(Stored data entries)

--- START ---

// Archivo: action_queue.rs
// Propósito: cliente tipado de colas de acciones. Serializa solicitudes de
// trabajo (`ActionInput`) hacia la cola de cada clase de acción y
// resultados (`ActionEvent`) hacia la cola compartida de resultados.
use crate::errors::Result;
use crate::keyed_queue::KeyedBlockingQueue;
use chrono::Utc;
use deltafi_domain::{ActionEvent, ActionEventKind, ActionInput};
use serde::de::DeserializeOwned;
use serde::Serialize;
use std::sync::Arc;
use std::time::Duration;

/// Cola compartida de resultados.
pub const RESULT_QUEUE: &str = "dgs";

/// Cliente de colas usado por el orquestador (y por workers de prueba).
#[derive(Clone)]
pub struct ActionQueueClient {
    backend: Arc<dyn KeyedBlockingQueue>,
}

impl ActionQueueClient {
    pub fn new(backend: Arc<dyn KeyedBlockingQueue>) -> Self {
        Self { backend }
    }

    /// Encola `payload` serializado en JSON. Un fallo de transporte devuelve
    /// `QueueError::Connection`; no se reintenta aquí.
    pub fn put<T: Serialize>(&self, queue_name: &str, payload: &T) -> Result<()> {
        let value = serde_json::to_string(payload)?;
        self.backend.put(queue_name, Utc::now().timestamp_millis(), &value)
    }

    /// Extrae y deserializa el siguiente elemento, esperando hasta `timeout`.
    /// `Ok(None)` indica cola vacía.
    pub fn take<T: DeserializeOwned>(&self, queue_name: &str, timeout: Duration) -> Result<Option<T>> {
        match self.backend.take(queue_name, timeout)? {
            Some(raw) => Ok(Some(serde_json::from_str(&raw)?)),
            None => Ok(None),
        }
    }

    /// Purga administrativa de colas (flujo o acción deshabilitados).
    pub fn drop(&self, queue_names: &[String]) -> Result<()> {
        self.backend.drop_keys(queue_names)
    }

    pub fn size(&self, queue_name: &str) -> Result<usize> {
        self.backend.size(queue_name)
    }

    /// Publica solicitudes de trabajo. Las marcadas `cold_queued` no se
    /// publican. Con `check_unique`, se omiten las que ya están en su cola
    /// (mismo `actionId`). Devuelve cuántas se publicaron.
    pub fn put_actions(&self, inputs: &[ActionInput], check_unique: bool) -> Result<usize> {
        let mut published = 0;
        for input in inputs {
            if input.cold_queued {
                continue;
            }
            if check_unique && self.backend.contains(&input.queue_name, &unique_needle(input))? {
                log::debug!("despacho duplicado omitido: {} en {}", input.unique_key(), input.queue_name);
                continue;
            }
            let value = serde_json::to_string(input)?;
            self.backend.put(&input.queue_name, input.action_created.timestamp_millis(), &value)?;
            published += 1;
        }
        Ok(published)
    }

    pub fn put_result(&self, event: &ActionEvent) -> Result<()> {
        self.put(RESULT_QUEUE, event)
    }

    pub fn take_result(&self, timeout: Duration) -> Result<Option<ActionEvent>> {
        self.take(RESULT_QUEUE, timeout)
    }

    /// Vacía sin bloquear hasta `max` resultados disponibles. Un resultado
    /// que no deserializa se descarta con un warning en lugar de frenar la
    /// cola; un error de conexión corta el drenado y se propaga sólo si no
    /// se obtuvo nada.
    pub fn drain_results(&self, max: usize) -> Result<Vec<ActionEvent>> {
        let mut events = Vec::new();
        while events.len() < max {
            let raw = match self.backend.take(RESULT_QUEUE, Duration::ZERO) {
                Ok(Some(raw)) => raw,
                Ok(None) => break,
                Err(e) if events.is_empty() => return Err(e),
                Err(e) => {
                    log::error!("drenado de resultados interrumpido: {}", e);
                    break;
                }
            };
            match serde_json::from_str::<ActionEvent>(&raw) {
                Ok(event) => events.push(event),
                Err(e) => log::warn!("resultado inválido descartado de {}: {}", RESULT_QUEUE, e),
            }
        }
        Ok(events)
    }

    /// Lado worker: reclama la siguiente solicitud de `queue_name` e informa
    /// al orquestador que empezó (`Started`).
    pub fn claim(&self, queue_name: &str, timeout: Duration) -> Result<Option<ActionInput>> {
        let input: Option<ActionInput> = self.take(queue_name, timeout)?;
        if let Some(input) = &input {
            let ctx = &input.action_context;
            let mut started = ActionEvent::new(ctx.did,
                                               &ctx.flow_name,
                                               ctx.flow_id,
                                               &ctx.action_name,
                                               ctx.attempt,
                                               ActionEventKind::Started);
            started.start = Some(Utc::now());
            self.put_result(&started)?;
        }
        Ok(input)
    }
}

fn unique_needle(input: &ActionInput) -> String {
    format!("\"actionId\":\"{}\"", input.action_context.action_id)
}
// content.rs
use crate::DomainError;
use serde::{Deserialize, Serialize};
use uuid::Uuid;

/// Bucket por defecto del almacenamiento de contenido.
pub const STORAGE_BUCKET: &str = "storage";

/// Rango de bytes dentro de un objeto del almacenamiento.
#[derive(Debug, Clone, PartialEq, Eq, Hash, Serialize, Deserialize)]
pub struct ObjectReference {
  pub bucket: String,
  pub name: String,
  pub offset: u64,
  pub size: u64,
}

/// Porción de un objeto almacenado. El objeto vive en `{did}/{uuid}`; el
/// segmento apunta a `size` bytes a partir de `offset`.
#[derive(Debug, Clone, PartialEq, Eq, Hash, Serialize, Deserialize)]
pub struct Segment {
  pub uuid: Uuid,
  pub offset: u64,
  pub size: u64,
  pub did: Uuid,
}

impl Segment {
  pub fn new(uuid: Uuid, offset: u64, size: u64, did: Uuid) -> Self {
    Self { uuid, offset, size, did }
  }

  pub fn object_name(&self) -> String {
    format!("{}/{}", self.did, self.uuid)
  }

  pub fn object_reference(&self) -> ObjectReference {
    ObjectReference { bucket: STORAGE_BUCKET.to_string(), name: self.object_name(), offset: self.offset, size: self.size }
  }
}

/// Contenido lógico: una secuencia ordenada de segmentos. Nunca se copia ni
/// se muta; las transformaciones producen `Content` nuevos que pueden
/// reutilizar segmentos existentes.
#[derive(Debug, Clone, PartialEq, Eq, Serialize, Deserialize)]
#[serde(rename_all = "camelCase")]
pub struct Content {
  pub name: String,
  pub media_type: String,
  #[serde(default)]
  pub segments: Vec<Segment>,
}

impl Content {
  pub fn new(name: impl Into<String>, media_type: impl Into<String>, segments: Vec<Segment>) -> Self {
    Self { name: name.into(), media_type: media_type.into(), segments }
  }

  /// Tamaño total: suma de los segmentos.
  pub fn size(&self) -> u64 {
    self.segments.iter().map(|s| s.size).sum()
  }

  /// Vista de `size` bytes a partir de `offset`, sin copiar datos: recorta
  /// los segmentos que cruzan los límites del rango.
  pub fn subcontent(&self, offset: u64, size: u64) -> Result<Content, DomainError> {
    let total = self.size();
    let end = offset.checked_add(size)
                    .ok_or_else(|| DomainError::ValidationError("rango de subcontenido desbordado".into()))?;
    if end > total {
      return Err(DomainError::ValidationError(format!("rango {}..{} fuera del contenido de {} bytes", offset, end, total)));
    }
    let mut segments = Vec::new();
    let mut skip = offset;
    let mut remaining = size;
    for seg in &self.segments {
      if remaining == 0 {
        break;
      }
      if skip >= seg.size {
        skip -= seg.size;
        continue;
      }
      let take = (seg.size - skip).min(remaining);
      segments.push(Segment::new(seg.uuid, seg.offset + skip, take, seg.did));
      remaining -= take;
      skip = 0;
    }
    Ok(Content { name: self.name.clone(), media_type: self.media_type.clone(), segments })
  }

  /// Copia de la referencia con otro nombre (los segmentos se comparten).
  pub fn renamed(&self, name: impl Into<String>) -> Content {
    Content { name: name.into(), media_type: self.media_type.clone(), segments: self.segments.clone() }
  }

  pub fn object_references(&self) -> Vec<ObjectReference> {
    self.segments.iter().map(Segment::object_reference).collect()
  }
}

#[cfg(test)]
mod tests {
  use super::*;

  fn two_segments() -> Content {
    let did = Uuid::new_v4();
    Content::new("in.txt",
                 "text/plain",
                 vec![Segment::new(Uuid::new_v4(), 0, 10, did), Segment::new(Uuid::new_v4(), 5, 10, did)])
  }

  #[test]
  fn subcontent_spans_segment_boundary() {
    let c = two_segments();
    assert_eq!(c.size(), 20);
    let sub = c.subcontent(8, 4).expect("sub");
    assert_eq!(sub.size(), 4);
    assert_eq!(sub.segments.len(), 2);
    assert_eq!((sub.segments[0].offset, sub.segments[0].size), (8, 2));
    assert_eq!((sub.segments[1].offset, sub.segments[1].size), (5, 2));
  }

  #[test]
  fn subcontent_rejects_out_of_range() {
    let c = two_segments();
    assert!(c.subcontent(15, 6).is_err());
    assert!(c.subcontent(u64::MAX, 1).is_err());
    assert!(c.subcontent(20, 0).expect("empty tail").segments.is_empty());
  }
}
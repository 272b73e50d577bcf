use deltafi_domain::DomainError;
use deltafi_queue::QueueError;
use flow::FlowError;
use thiserror::Error;
use uuid::Uuid;

// Errores del núcleo de orquestación.
//
// Cada variante corresponde a una reacción distinta del scheduler: los
// "no encontrado" se descartan con warn, los obsoletos con debug, los
// conflictos agotados se devuelven a la cola de resultados y los de backend
// esperan al siguiente tick.
#[derive(Error, Debug)]
pub enum CoreError {
  #[error("DeltaFile desconocido: {0}")]
  UnknownDeltaFile(Uuid),

  /// Evento duplicado, tardío o dirigido a una acción que ya no está activa.
  #[error("Acción inesperada '{action}' en el flujo '{flow}' del DeltaFile {did}")]
  UnexpectedAction { did: Uuid, flow: String, action: String },

  #[error("Flujo desconocido: {0}")]
  UnknownFlow(String),

  #[error("Acción desconocida '{action}' en el flujo '{flow}'")]
  UnknownAction { flow: String, action: String },

  #[error("El flujo '{0}' no está en ejecución")]
  FlowNotRunning(String),

  /// Se agotaron los reintentos optimistas sobre el mismo DeltaFile.
  #[error("Modificación concurrente de {did} tras {attempts} intentos")]
  ConcurrentModification { did: Uuid, attempts: u32 },

  #[error("Evento inválido: {0}")]
  InvalidEvent(String),

  #[error("El contenido del DeltaFile {0} fue eliminado")]
  ContentDeleted(Uuid),

  #[error("El DeltaFile {0} no tiene acciones en error")]
  NoErrors(Uuid),

  #[error("El DeltaFile {0} no puede cancelarse en su etapa actual")]
  NotCancellable(Uuid),

  #[error("Error de validación: {0}")]
  Validation(String),

  #[error("Error de cola: {0}")]
  Queue(#[from] QueueError),

  /// Almacén de DeltaFiles o de contenido inalcanzable.
  #[error("Error de almacenamiento: {0}")]
  Storage(String),

  /// Documento almacenado que no se puede deserializar. Releerlo da el
  /// mismo resultado, así que no se reintenta.
  #[error("Documento ilegible: {0}")]
  CorruptDocument(String),

  #[error("Configuración inválida: {0}")]
  Config(String),

  #[error("Error de serializacion: {0}")]
  Serialization(#[from] serde_json::Error),
}

impl CoreError {
  /// Evento obsoleto o duplicado; se descarta sin ruido.
  pub fn is_stale(&self) -> bool {
    matches!(self, CoreError::UnexpectedAction { .. })
  }

  pub fn is_not_found(&self) -> bool {
    matches!(self,
             CoreError::UnknownDeltaFile(_) | CoreError::UnknownFlow(_) | CoreError::UnknownAction { .. })
  }

  /// Fallo de infraestructura: el trabajo no se perdió y puede repetirse.
  pub fn is_retryable(&self) -> bool {
    match self {
      CoreError::ConcurrentModification { .. } | CoreError::Storage(_) => true,
      CoreError::Queue(e) => e.is_connection(),
      _ => false,
    }
  }
}

impl From<DomainError> for CoreError {
  fn from(e: DomainError) -> Self {
    match e {
      DomainError::UnexpectedAction { did, flow, action } => CoreError::UnexpectedAction { did, flow, action },
      DomainError::ValidationError(msg) => CoreError::Validation(msg),
      DomainError::ExternalError(msg) => CoreError::Storage(msg),
      DomainError::SerializationError(msg) => CoreError::CorruptDocument(msg),
    }
  }
}

impl From<FlowError> for CoreError {
  fn from(e: FlowError) -> Self {
    match e {
      FlowError::UnknownFlow(name) => CoreError::UnknownFlow(name),
      FlowError::UnknownAction { flow, action } => CoreError::UnknownAction { flow, action },
      FlowError::Invalid(msg) => CoreError::Config(msg),
      FlowError::Storage(msg) => CoreError::Storage(msg),
    }
  }
}

pub type Result<T> = std::result::Result<T, CoreError>;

--- END ---

### How to complete this task:
Begin with the line above that has "use crate::DomainError;" and continue through the line that has "copiar datos: recorta", setting each one down exactly. Stop there.

### Response below:
use crate::DomainError;
use serde::{Deserialize, Serialize};
use uuid::Uuid;

/// Bucket por defecto del almacenamiento de contenido.
pub const STORAGE_BUCKET: &str = "storage";

/// Rango de bytes dentro de un objeto del almacenamiento.
#[derive(Debug, Clone, PartialEq, Eq, Hash, Serialize, Deserialize)]
pub struct ObjectReference {
  pub bucket: String,
  pub name: String,
  pub offset: u64,
  pub size: u64,
}

/// Porción de un objeto almacenado. El objeto vive en `{did}/{uuid}`; el
/// segmento apunta a `size` bytes a partir de `offset`.
#[derive(Debug, Clone, PartialEq, Eq, Hash, Serialize, Deserialize)]
pub struct Segment {
  pub uuid: Uuid,
  pub offset: u64,
  pub size: u64,
  pub did: Uuid,
}

impl Segment {
  pub fn new(uuid: Uuid, offset: u64, size: u64, did: Uuid) -> Self {
    Self { uuid, offset, size, did }
  }

  pub fn object_name(&self) -> String {
    format!("{}/{}", self.did, self.uuid)
  }

  pub fn object_reference(&self) -> ObjectReference {
    ObjectReference { bucket: STORAGE_BUCKET.to_string(), name: self.object_name(), offset: self.offset, size: self.size }
  }
}

/// Contenido lógico: una secuencia ordenada de segmentos. Nunca se copia ni
/// se muta; las transformaciones producen `Content` nuevos que pueden
/// reutilizar segmentos existentes.
#[derive(Debug, Clone, PartialEq, Eq, Serialize, Deserialize)]
#[serde(rename_all = "camelCase")]
pub struct Content {
  pub name: String,
  pub media_type: String,
  #[serde(default)]
  pub segments: Vec<Segment>,
}

impl Content {
  pub fn new(name: impl Into<String>, media_type: impl Into<String>, segments: Vec<Segment>) -> Self {
    Self { name: name.into(), media_type: media_type.into(), segments }
  }

  /// Tamaño total: suma de los segmentos.
  pub fn size(&self) -> u64 {
    self.segments.iter().map(|s| s.size).sum()
  }

  /// Vista de `size` bytes a partir de `offset`, sin copiar datos: recorta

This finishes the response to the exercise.